> Work order:
Go through the records below and copy out every line holding "RETURNING".

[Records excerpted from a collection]
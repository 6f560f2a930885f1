// init.rs

use deadpool_postgres::{Config, ManagerConfig, Pool, RecyclingMethod, Runtime};
use log::info;
use thiserror::Error;
use tokio_postgres::{Config as PgConfig, NoTls};

use crate::database::migrations::apply_migrations;

/// Database-related error types
#[derive(Error, Debug)]
pub enum DbError {
    /// Error when DATABASE_URL parsing fails
    #[error("Failed to parse DATABASE_URL: {0}")]
    ParseError(String),

    /// Error when connection pool creation fails
    #[error("Failed to create pool: {0}")]
    PoolCreationError(String),

    /// Error when database migration fails
    #[error("Migration error: {0}")]
    MigrationError(String),
}

/// Creates a connection pool using the provided database URL
///
/// # Arguments
/// * `database_url` - The PostgreSQL connection string
///
/// # Returns
/// * `Result<Pool, DbError>` - A connection pool or an error
fn create_pool(database_url: &str) -> Result<Pool, DbError> {
    let pg_config = database_url
        .parse::<PgConfig>()
        .map_err(|e| DbError::ParseError(e.to_string()))?;

    let mut cfg = Config::new();

    cfg.user = pg_config.get_user().map(ToString::to_string);
    cfg.password = pg_config
        .get_password()
        .map(|s| String::from_utf8(s.to_vec()))
        .transpose()
        .map_err(|e| DbError::ParseError(e.to_string()))?;
    cfg.dbname = pg_config.get_dbname().map(ToString::to_string);
    cfg.host = pg_config.get_hosts().first().and_then(|host| match host {
        tokio_postgres::config::Host::Tcp(host) => Some(host.to_string()),
        _ => None,
    });
    cfg.port = pg_config.get_ports().first().copied();

    cfg.manager = Some(ManagerConfig {
        recycling_method: RecyclingMethod::Fast,
    });

    cfg.create_pool(Some(Runtime::Tokio1), NoTls)
        .map_err(|e| DbError::PoolCreationError(e.to_string()))
}

/// Initializes the database connection pool and applies migrations
///
/// # Returns
/// * `Result<Pool, DbError>` - Initialized connection pool or an error
pub async fn init_db(database_url: &str) -> Result<Pool, DbError> {
    let pool = create_pool(database_url)?;

    let client = pool
        .get()
        .await
        .map_err(|e| DbError::MigrationError(e.to_string()))?;

    apply_migrations(&client)
        .await
        .map_err(|e| DbError::MigrationError(e.to_string()))?;

    info!("Database pool initialized and migrations applied successfully");
    Ok(pool)
}
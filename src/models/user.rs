use serde::{Deserialize, Serialize};
use validator::Validate;

use crate::utils::validation::{ROOM_NAME_REGEX, USERNAME_REGEX};

#[derive(Deserialize, Validate, Debug)]
pub struct LoginData {
    #[validate(regex(
        path = "USERNAME_REGEX",
        message = "Usernames are 1 to 30 letters, digits, underscores or dashes"
    ))]
    pub username: String,
    #[validate(regex(
        path = "ROOM_NAME_REGEX",
        message = "Room names are 1 to 50 letters, digits, underscores or dashes"
    ))]
    pub room_name: String,
}

#[derive(Serialize, Deserialize, Debug)]
pub struct Claims {
    pub sub: String,
    pub exp: usize,
}
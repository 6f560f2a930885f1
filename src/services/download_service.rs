// services/download_service.rs

use std::path::PathBuf;

use tracing::debug;

use crate::config::Settings;

/// Whitelisted download targets
#[derive(Debug, Clone, Copy, PartialEq, Eq)]
pub enum FileType {
    /// `project_wide.txt` under the project static root
    Project,
    /// `example.txt` under the app static root
    App,
}

impl FileType {
    pub fn parse(token: &str) -> Option<Self> {
        match token {
            "project" => Some(FileType::Project),
            "app" => Some(FileType::App),
            _ => None,
        }
    }

    pub fn path(self, settings: &Settings) -> PathBuf {
        match self {
            FileType::Project => settings.static_dir.join("project_wide.txt"),
            FileType::App => settings.app_static_dir.join("example.txt"),
        }
    }
}

/// A resolved, existing download target
#[derive(Debug)]
pub struct ResolvedFile {
    pub path: PathBuf,
    pub filename: String,
}

impl ResolvedFile {
    pub fn content_disposition(&self) -> String {
        format!("attachment; filename=\"{}\"", self.filename)
    }
}

/// Maps a `file_type` token to an existing regular file.
///
/// Every failure collapses to `None`; the cause is only logged.
pub async fn resolve(file_type: &str, settings: &Settings) -> Option<ResolvedFile> {
    let Some(kind) = FileType::parse(file_type) else {
        debug!("Unknown file type requested: {:?}", file_type);
        return None;
    };
    let path = kind.path(settings);

    match tokio::fs::metadata(&path).await {
        Ok(meta) if meta.is_file() => {}
        Ok(_) => {
            debug!("Download target is not a regular file: {}", path.display());
            return None;
        }
        Err(e) => {
            debug!("Download target unavailable {}: {}", path.display(), e);
            return None;
        }
    }

    let filename = path.file_name()?.to_string_lossy().into_owned();
    Some(ResolvedFile { path, filename })
}
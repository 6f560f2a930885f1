// repositories/memory_repository.rs

use async_trait::async_trait;
use chrono::Utc;
use tokio::sync::RwLock;
use uuid::Uuid;

use super::chat_repository::{ChatRepository, RepositoryError};
use crate::models::{message::Message, room::Room};

#[derive(Default)]
struct Tables {
    rooms: Vec<Room>,
    messages: Vec<Message>,
}

/// Process-local repository used when no database is configured
#[derive(Default)]
pub struct InMemoryChatRepository {
    tables: RwLock<Tables>,
}

impl InMemoryChatRepository {
    pub fn new() -> Self {
        Self::default()
    }
}

impl Tables {
    fn find_room(&self, name: &str) -> Option<&Room> {
        self.rooms.iter().find(|room| room.name == name)
    }

    fn push_room(&mut self, name: &str) -> Room {
        let room = Room {
            id: Uuid::new_v4(),
            name: name.to_string(),
        };
        self.rooms.push(room.clone());
        room
    }
}

#[async_trait]
impl ChatRepository for InMemoryChatRepository {
    async fn list_rooms(&self) -> Result<Vec<Room>, RepositoryError> {
        Ok(self.tables.read().await.rooms.clone())
    }

    async fn create_room(&self, name: &str) -> Result<Room, RepositoryError> {
        let mut tables = self.tables.write().await;
        if tables.find_room(name).is_some() {
            return Err(RepositoryError::RoomNameTaken(name.to_string()));
        }
        Ok(tables.push_room(name))
    }

    async fn get_or_create_room(&self, name: &str) -> Result<Room, RepositoryError> {
        let mut tables = self.tables.write().await;
        if let Some(room) = tables.find_room(name) {
            return Ok(room.clone());
        }
        Ok(tables.push_room(name))
    }

    async fn list_messages(&self, room_id: Uuid) -> Result<Vec<Message>, RepositoryError> {
        let tables = self.tables.read().await;
        Ok(tables
            .messages
            .iter()
            .filter(|message| message.room == room_id)
            .cloned()
            .collect())
    }

    async fn insert_message(
        &self,
        room_id: Uuid,
        username: &str,
        content: &str,
    ) -> Result<Message, RepositoryError> {
        let mut tables = self.tables.write().await;
        if !tables.rooms.iter().any(|room| room.id == room_id) {
            return Err(RepositoryError::RoomNotFound(room_id));
        }

        let message = Message {
            id: Uuid::new_v4(),
            room: room_id,
            username: username.to_string(),
            content: content.to_string(),
            timestamp: Utc::now(),
        };
        tables.messages.push(message.clone());
        Ok(message)
    }
}

#[cfg(test)]
mod tests {
    use std::sync::Arc;

    use super::*;

    #[tokio::test]
    async fn get_or_create_returns_the_existing_room() {
        let repo = InMemoryChatRepository::new();
        let first = repo.get_or_create_room("lobby").await.unwrap();
        let second = repo.get_or_create_room("lobby").await.unwrap();

        assert_eq!(first, second);
        assert_eq!(repo.list_rooms().await.unwrap().len(), 1);
    }

    #[tokio::test]
    async fn concurrent_get_or_create_yields_one_room() {
        let repo = Arc::new(InMemoryChatRepository::new());
        let tasks: Vec<_> = (0..16)
            .map(|_| {
                let repo = repo.clone();
                tokio::spawn(async move { repo.get_or_create_room("busy").await.unwrap() })
            })
            .collect();

        let mut ids = Vec::new();
        for task in tasks {
            ids.push(task.await.unwrap().id);
        }
        ids.dedup();

        assert_eq!(ids.len(), 1);
        assert_eq!(repo.list_rooms().await.unwrap().len(), 1);
    }

    #[tokio::test]
    async fn create_room_rejects_duplicates() {
        let repo = InMemoryChatRepository::new();
        repo.create_room("dup").await.unwrap();

        let err = repo.create_room("dup").await.unwrap_err();
        assert!(matches!(err, RepositoryError::RoomNameTaken(name) if name == "dup"));
    }

    #[tokio::test]
    async fn messages_are_scoped_to_their_room() {
        let repo = InMemoryChatRepository::new();
        let a = repo.get_or_create_room("a").await.unwrap();
        let b = repo.get_or_create_room("b").await.unwrap();

        repo.insert_message(a.id, "ann", "first").await.unwrap();
        repo.insert_message(b.id, "bob", "elsewhere").await.unwrap();
        repo.insert_message(a.id, "ann", "second").await.unwrap();

        let contents: Vec<_> = repo
            .list_messages(a.id)
            .await
            .unwrap()
            .into_iter()
            .map(|m| m.content)
            .collect();
        assert_eq!(contents, ["first", "second"]);
    }

    #[tokio::test]
    async fn insert_message_requires_a_room() {
        let repo = InMemoryChatRepository::new();
        let missing = Uuid::new_v4();

        let err = repo.insert_message(missing, "ann", "hi").await.unwrap_err();
        assert!(matches!(err, RepositoryError::RoomNotFound(id) if id == missing));
    }
}
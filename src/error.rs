// error.rs

use axum::{
    extract::rejection::JsonRejection,
    response::{IntoResponse, Response},
    Json,
};
use hyper::StatusCode;
use serde_json::json;
use thiserror::Error;
use tracing::error;
use validator::ValidationErrors;

use crate::repositories::chat_repository::RepositoryError;

/// Errors surfaced at the HTTP boundary
#[derive(Error, Debug)]
pub enum AppError {
    #[error("Not found")]
    NotFound,

    #[error("Validation failed: {0}")]
    Validation(#[from] ValidationErrors),

    /// A unique field already holds this value
    #[error("Conflict on {field}: {message}")]
    Conflict { field: &'static str, message: String },

    /// Body that could not be read as the expected JSON shape
    #[error("Malformed request body: {0}")]
    MalformedBody(String),

    #[error("Internal error: {0}")]
    Internal(String),
}

impl From<JsonRejection> for AppError {
    fn from(rejection: JsonRejection) -> Self {
        AppError::MalformedBody(rejection.body_text())
    }
}

impl From<RepositoryError> for AppError {
    fn from(err: RepositoryError) -> Self {
        match err {
            RepositoryError::RoomNameTaken(name) => AppError::Conflict {
                field: "name",
                message: format!("room with this name already exists: {name}"),
            },
            RepositoryError::RoomNotFound(_) => AppError::NotFound,
            other => AppError::Internal(other.to_string()),
        }
    }
}

impl IntoResponse for AppError {
    fn into_response(self) -> Response {
        match self {
            AppError::NotFound => {
                (StatusCode::NOT_FOUND, Json(json!({ "error": "Not found" }))).into_response()
            }
            AppError::Validation(errors) => {
                (StatusCode::BAD_REQUEST, Json(json!({ "errors": errors }))).into_response()
            }
            AppError::Conflict { field, message } => (
                StatusCode::BAD_REQUEST,
                Json(json!({ "errors": { field: [message] } })),
            )
                .into_response(),
            AppError::MalformedBody(detail) => (
                StatusCode::BAD_REQUEST,
                Json(json!({ "errors": { "non_field_errors": [detail] } })),
            )
                .into_response(),
            AppError::Internal(detail) => {
                error!("Internal error: {}", detail);
                (
                    StatusCode::INTERNAL_SERVER_ERROR,
                    Json(json!({ "error": "Internal server error" })),
                )
                    .into_response()
            }
        }
    }
}
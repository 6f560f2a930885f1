pub mod init;
pub mod migrations;
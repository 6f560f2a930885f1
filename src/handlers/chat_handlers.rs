use axum::{
    extract::Path,
    http::{header::SET_COOKIE, HeaderMap},
    response::{Html, IntoResponse, Redirect, Response},
    Extension, Form,
};
use hyper::StatusCode;
use percent_encoding::{utf8_percent_encode, AsciiSet, NON_ALPHANUMERIC};
use tracing::{info, warn};
use validator::{Validate, ValidationErrors};

use crate::{
    app_state::AppState,
    error::AppError,
    middleware::auth_middleware::{current_user, ChatUser, TOKEN_COOKIE},
    models::{message::PostMessageData, user::LoginData},
    services::{chat_service, jwt_service::create_jwt},
    utils::validation::USERNAME_REGEX,
};

// Room names are `[\w-]`, so only non-ASCII letters need escaping in a path.
const PATH_SEGMENT: &AsciiSet = &NON_ALPHANUMERIC.remove(b'-').remove(b'_');

const LOGIN_TEMPLATE: &str = include_str!(concat!(env!("CARGO_MANIFEST_DIR"), "/templates/login.html"));
const CHAT_TEMPLATE: &str = include_str!(concat!(env!("CARGO_MANIFEST_DIR"), "/templates/chat.html"));

// Only values that passed validation are echoed back into the page.
fn render_login(username: &str, room_name: &str, errors: Option<&ValidationErrors>) -> String {
    let errors = errors
        .map(|errors| {
            let items: String = errors
                .field_errors()
                .values()
                .flat_map(|errs| errs.iter())
                .filter_map(|err| err.message.as_ref())
                .map(|message| format!("<li>{message}</li>"))
                .collect();
            format!("<ul class=\"errors\">{items}</ul>")
        })
        .unwrap_or_default();

    LOGIN_TEMPLATE
        .replace("{errors}", &errors)
        .replace("{username}", username)
        .replace("{room_name}", room_name)
}

fn chat_url(room_name: &str) -> String {
    format!("/chat/{}/", utf8_percent_encode(room_name, PATH_SEGMENT))
}

/// GET /
pub async fn login_page(Extension(state): Extension<AppState>, headers: HeaderMap) -> Html<String> {
    let username = current_user(&headers, &state.settings.jwt_secret).unwrap_or_default();
    Html(render_login(&username, "", None))
}

/// POST /
pub async fn login(
    Extension(state): Extension<AppState>,
    Form(mut payload): Form<LoginData>,
) -> Result<Response, AppError> {
    payload.room_name = payload.room_name.to_lowercase();
    if let Err(errors) = payload.validate() {
        let username = if USERNAME_REGEX.is_match(&payload.username) {
            payload.username.as_str()
        } else {
            ""
        };
        let page = render_login(username, "", Some(&errors));
        return Ok((StatusCode::BAD_REQUEST, Html(page)).into_response());
    }

    let settings = &state.settings;
    let token = create_jwt(&payload.username, &settings.jwt_secret, settings.session_ttl_hours)
        .map_err(|e| AppError::Internal(format!("Failed to sign login token: {e}")))?;
    let cookie = format!(
        "{TOKEN_COOKIE}={token}; Path=/; HttpOnly; SameSite=Lax; Max-Age={}",
        settings.session_ttl_hours * 3600
    );

    info!("{} logged in, entering room {}", payload.username, payload.room_name);
    Ok((
        [(SET_COOKIE, cookie)],
        Redirect::to(&chat_url(&payload.room_name)),
    )
        .into_response())
}

/// GET /chat/:room_name/
pub async fn chat_page(
    Extension(state): Extension<AppState>,
    Extension(ChatUser(username)): Extension<ChatUser>,
    Path(room_name): Path<String>,
) -> Result<Html<String>, AppError> {
    let room = chat_service::resolve_room(&state, &room_name).await?;

    Ok(Html(
        CHAT_TEMPLATE
            .replace("{room_name}", &room.name)
            .replace("{username}", &username),
    ))
}

/// POST /chat/:room_name/
pub async fn post_chat_message(
    Extension(state): Extension<AppState>,
    Extension(ChatUser(username)): Extension<ChatUser>,
    Path(room_name): Path<String>,
    Form(data): Form<PostMessageData>,
) -> Result<Redirect, AppError> {
    let room = chat_service::resolve_room(&state, &room_name).await?;
    let target = chat_url(&room.name);

    if let Err(errors) = data.validate() {
        warn!("Discarding invalid message from {}: {}", username, errors);
        return Ok(Redirect::to(&target));
    }

    chat_service::post_message(&state, &room.name, &username, &data.content).await?;
    Ok(Redirect::to(&target))
}
use log::info;
use tokio_postgres::Client;

// Creates the rooms and messages tables if they are missing.
pub async fn apply_migrations(client: &Client) -> Result<(), String> {
    create_tables(client).await?;
    info!("Schema is up to date");
    Ok(())
}

async fn create_tables(client: &Client) -> Result<(), String> {
    // Room names are stored lowercased; the unique constraint backs get-or-create
    let create_rooms_table_query = "
        CREATE TABLE IF NOT EXISTS rooms (
            id UUID PRIMARY KEY,
            name VARCHAR(255) NOT NULL UNIQUE,
            created_at TIMESTAMPTZ NOT NULL DEFAULT now()
        )
    ";
    client
        .execute(create_rooms_table_query, &[])
        .await
        .map_err(|e| format!("Error creating rooms table: {}", e))?;

    let create_messages_table_query = "
        CREATE TABLE IF NOT EXISTS messages (
            id UUID PRIMARY KEY,
            room_id UUID NOT NULL REFERENCES rooms(id) ON DELETE CASCADE,
            username VARCHAR(255) NOT NULL,
            content TEXT NOT NULL,
            timestamp TIMESTAMPTZ NOT NULL DEFAULT now()
        )
    ";
    client
        .execute(create_messages_table_query, &[])
        .await
        .map_err(|e| format!("Error creating messages table: {}", e))?;

    let create_messages_index_query =
        "CREATE INDEX IF NOT EXISTS messages_room_id_timestamp_idx ON messages (room_id, timestamp)";
    client
        .execute(create_messages_index_query, &[])
        .await
        .map_err(|e| format!("Error creating messages index: {}", e))?;

    Ok(())
}
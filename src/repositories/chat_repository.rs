// repositories/chat_repository.rs

use async_trait::async_trait;
use deadpool_postgres::{Client, Pool};
use thiserror::Error;
use tokio_postgres::{error::SqlState, Row};
use uuid::Uuid;

use crate::models::{message::Message, room::Room};

/// Storage errors for rooms and messages
#[derive(Error, Debug)]
pub enum RepositoryError {
    #[error("Failed to get client from pool: {0}")]
    Pool(String),

    #[error("Database error: {0}")]
    Database(#[from] tokio_postgres::Error),

    /// Violates the unique constraint on room names
    #[error("Room name already taken: {0}")]
    RoomNameTaken(String),

    #[error("Room not found: {0}")]
    RoomNotFound(Uuid),
}

/// Persistence of rooms and their messages.
///
/// Room names reach the repository already normalized (lowercase).
#[async_trait]
pub trait ChatRepository: Send + Sync + 'static {
    /// All rooms, oldest first
    async fn list_rooms(&self) -> Result<Vec<Room>, RepositoryError>;

    /// Creates a room, failing with `RoomNameTaken` if the name exists
    async fn create_room(&self, name: &str) -> Result<Room, RepositoryError>;

    /// Returns the room with this name, creating it first if needed.
    ///
    /// Concurrent calls for the same new name observe a single room.
    async fn get_or_create_room(&self, name: &str) -> Result<Room, RepositoryError>;

    /// Messages of one room in insertion order
    async fn list_messages(&self, room_id: Uuid) -> Result<Vec<Message>, RepositoryError>;

    /// Appends a message to an existing room
    async fn insert_message(
        &self,
        room_id: Uuid,
        username: &str,
        content: &str,
    ) -> Result<Message, RepositoryError>;
}

/// Postgres-backed repository
pub struct PgChatRepository {
    pool: Pool,
}

impl PgChatRepository {
    pub fn new(pool: Pool) -> Self {
        PgChatRepository { pool }
    }

    async fn client(&self) -> Result<Client, RepositoryError> {
        self.pool
            .get()
            .await
            .map_err(|e| RepositoryError::Pool(e.to_string()))
    }
}

fn room_from_row(row: &Row) -> Room {
    Room {
        id: row.get(0),
        name: row.get(1),
    }
}

fn message_from_row(row: &Row) -> Message {
    Message {
        id: row.get(0),
        room: row.get(1),
        username: row.get(2),
        content: row.get(3),
        timestamp: row.get(4),
    }
}

#[async_trait]
impl ChatRepository for PgChatRepository {
    async fn list_rooms(&self) -> Result<Vec<Room>, RepositoryError> {
        let client = self.client().await?;
        let rows = client
            .query("SELECT id, name FROM rooms ORDER BY created_at, name", &[])
            .await?;
        Ok(rows.iter().map(room_from_row).collect())
    }

    async fn create_room(&self, name: &str) -> Result<Room, RepositoryError> {
        let client = self.client().await?;
        let query = "
            INSERT INTO rooms (id, name)
            VALUES ($1, $2)
            RETURNING id, name
        ";
        match client.query_one(query, &[&Uuid::new_v4(), &name]).await {
            Ok(row) => Ok(room_from_row(&row)),
            Err(e) if e.code() == Some(&SqlState::UNIQUE_VIOLATION) => {
                Err(RepositoryError::RoomNameTaken(name.to_string()))
            }
            Err(e) => Err(e.into()),
        }
    }

    async fn get_or_create_room(&self, name: &str) -> Result<Room, RepositoryError> {
        let client = self.client().await?;

        // The loser of a concurrent insert does nothing and reads the winner's row.
        let insert_query = "
            INSERT INTO rooms (id, name)
            VALUES ($1, $2)
            ON CONFLICT (name) DO NOTHING
        ";
        client
            .execute(insert_query, &[&Uuid::new_v4(), &name])
            .await?;

        let row = client
            .query_one("SELECT id, name FROM rooms WHERE name = $1", &[&name])
            .await?;
        Ok(room_from_row(&row))
    }

    async fn list_messages(&self, room_id: Uuid) -> Result<Vec<Message>, RepositoryError> {
        let client = self.client().await?;
        let query = "
            SELECT m.id, m.room_id, m.username, m.content, m.timestamp
            FROM messages m
            WHERE m.room_id = $1
            ORDER BY m.timestamp, m.id
        ";
        let rows = client.query(query, &[&room_id]).await?;
        Ok(rows.iter().map(message_from_row).collect())
    }

    async fn insert_message(
        &self,
        room_id: Uuid,
        username: &str,
        content: &str,
    ) -> Result<Message, RepositoryError> {
        let client = self.client().await?;
        let query = "
            INSERT INTO messages (id, room_id, username, content)
            VALUES ($1, $2, $3, $4)
            RETURNING id, room_id, username, content, timestamp
        ";
        match client
            .query_one(query, &[&Uuid::new_v4(), &room_id, &username, &content])
            .await
        {
            Ok(row) => Ok(message_from_row(&row)),
            Err(e) if e.code() == Some(&SqlState::FOREIGN_KEY_VIOLATION) => {
                Err(RepositoryError::RoomNotFound(room_id))
            }
            Err(e) => Err(e.into()),
        }
    }
}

> Result of the exercise:
            RETURNING id, name
            RETURNING id, room_id, username, content, timestamp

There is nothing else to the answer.